Say how many lines of the listing below include the string "derive" and add nothing else.
▬▬▬▬▬▬
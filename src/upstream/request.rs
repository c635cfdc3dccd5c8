//! Description of a single upstream call

use std::fmt;

use serde_json::Value;

/// Query parameters whose values are never written to logs
const REDACTED_PARAMS: &[&str] = &["appid", "apikey", "api_key", "key", "token"];

/// HTTP method of an upstream call
#[derive(Debug, Clone, Copy, PartialEq, Eq)]
pub enum Method {
    Get,
    Post,
}

impl fmt::Display for Method {
    fn fmt(&self, f: &mut fmt::Formatter<'_>) -> fmt::Result {
        match self {
            Method::Get => write!(f, "GET"),
            Method::Post => write!(f, "POST"),
        }
    }
}

/// Everything needed to issue one upstream request
///
/// Built by an adapter from the inbound parameters. Query pairs keep their
/// order so the URL sent upstream is stable.
#[derive(Debug, Clone, PartialEq)]
pub struct RequestSpec {
    pub method: Method,
    pub url: String,
    pub query: Vec<(String, String)>,
    pub body: Option<Value>,
}

impl RequestSpec {
    /// A GET request without parameters
    pub fn get(url: impl Into<String>) -> Self {
        Self {
            method: Method::Get,
            url: url.into(),
            query: Vec::new(),
            body: None,
        }
    }

    /// A POST request carrying a JSON body
    pub fn post(url: impl Into<String>, body: Value) -> Self {
        Self {
            method: Method::Post,
            url: url.into(),
            query: Vec::new(),
            body: Some(body),
        }
    }

    /// Appends a query parameter
    pub fn query(mut self, name: impl Into<String>, value: impl Into<String>) -> Self {
        self.query.push((name.into(), value.into()));
        self
    }

    /// Value of the first query parameter called `name`
    pub fn query_value(&self, name: &str) -> Option<&str> {
        self.query
            .iter()
            .find(|(k, _)| k == name)
            .map(|(_, v)| v.as_str())
    }
}

/// Log-safe rendering: credentials are replaced by `***`
impl fmt::Display for RequestSpec {
    fn fmt(&self, f: &mut fmt::Formatter<'_>) -> fmt::Result {
        write!(f, "{} {}", self.method, self.url)?;
        for (i, (name, value)) in self.query.iter().enumerate() {
            let sep = if i == 0 { '?' } else { '&' };
            let shown = if REDACTED_PARAMS.contains(&name.to_ascii_lowercase().as_str()) {
                "***"
            } else {
                value.as_str()
            };
            write!(f, "{}{}={}", sep, name, shown)?;
        }
        Ok(())
    }
}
▬▬▬▬▬▬
**SOLUTION TO THIS TASK**
2